Julian Knox fled Sierra Leone with his family when he was nine. His astonishing Chorus in Rememory of Flight, at the Model in Sligo, grew out of all he experienced

Julian Knox: 'What scares me is that good people have the potential to do really bad things,' says, the artist, who works as Julianknxx. Photograph: Cian Flynn
Julian Knox: 'What scares me is that good people have the potential to do really bad things,' says, the artist, who works as Julianknxx. Photograph: Cian Flynn

Julian Knox has been reading about prisons. “I was trying to find a language for the interior world,” he says. “I read about a test they did. Where there were prisoners that swear a lot, it was because they didn’t have a language for the things they were saying.”

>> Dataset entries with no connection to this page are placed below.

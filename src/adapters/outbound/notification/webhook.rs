//! Generic outgoing-webhook notification sink, grounded on the Discord
//! webhook notifier pattern in `invest-iq`'s trading agent: POST a small
//! JSON payload to a fixed URL, log and swallow failures rather than
//! propagate them (spec §4.8 — a sink's failure never blocks the caller).

use async_trait::async_trait;
use tracing::warn;

use crate::ports::NotificationSink;

pub struct WebhookNotificationSink {
    name: String,
    url: String,
    client: reqwest::Client,
}

impl WebhookNotificationSink {
    pub fn new(name: impl Into<String>, url: impl Into<String>) -> Self {
        let client = reqwest::Client::builder().timeout(std::time::Duration::from_secs(5)).build().expect("failed to build reqwest client");
        WebhookNotificationSink { name: name.into(), url: url.into(), client }
    }
}

#[async_trait]
impl NotificationSink for WebhookNotificationSink {
    fn name(&self) -> &str {
        &self.name
    }

    async fn send(&self, subject: &str, body: &str) -> anyhow::Result<()> {
        let payload = serde_json::json!({ "subject": subject, "body": body });
        let resp = self.client.post(&self.url).json(&payload).send().await?;
        if !resp.status().is_success() {
            let status = resp.status();
            warn!(sink = %self.name, %status, "notification webhook returned non-success status");
            anyhow::bail!("webhook {} returned {}", self.name, status);
        }
        Ok(())
    }
}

Born in Sierra Leone, the artist, who works as Julianknxx, fled the country’s civil war with his family in the 1990s, at the age of nine, finding a home in Gambia before arriving in London as a teenager. We are speaking in Sligo on the eve of the opening of his astonishing work Chorus in Rememory of Flight, and it is hard even to conceive of a language for all he has seen, thought and imagined.

Take Sierra Leone itself: it is a country where more than 20 languages are spoken, including, overarchingly, Krio, an English-based creole. A former slave-trading station, the capital, Freetown, was set up in the late 1700s by freed slaves.

The usual colonial arsenal of tricks followed: take a country or region, pillage its resources, destroy its community and political structures, rewrite its history in a way so twisted as to make all this seem reasonable, then bewail any later lack of stability.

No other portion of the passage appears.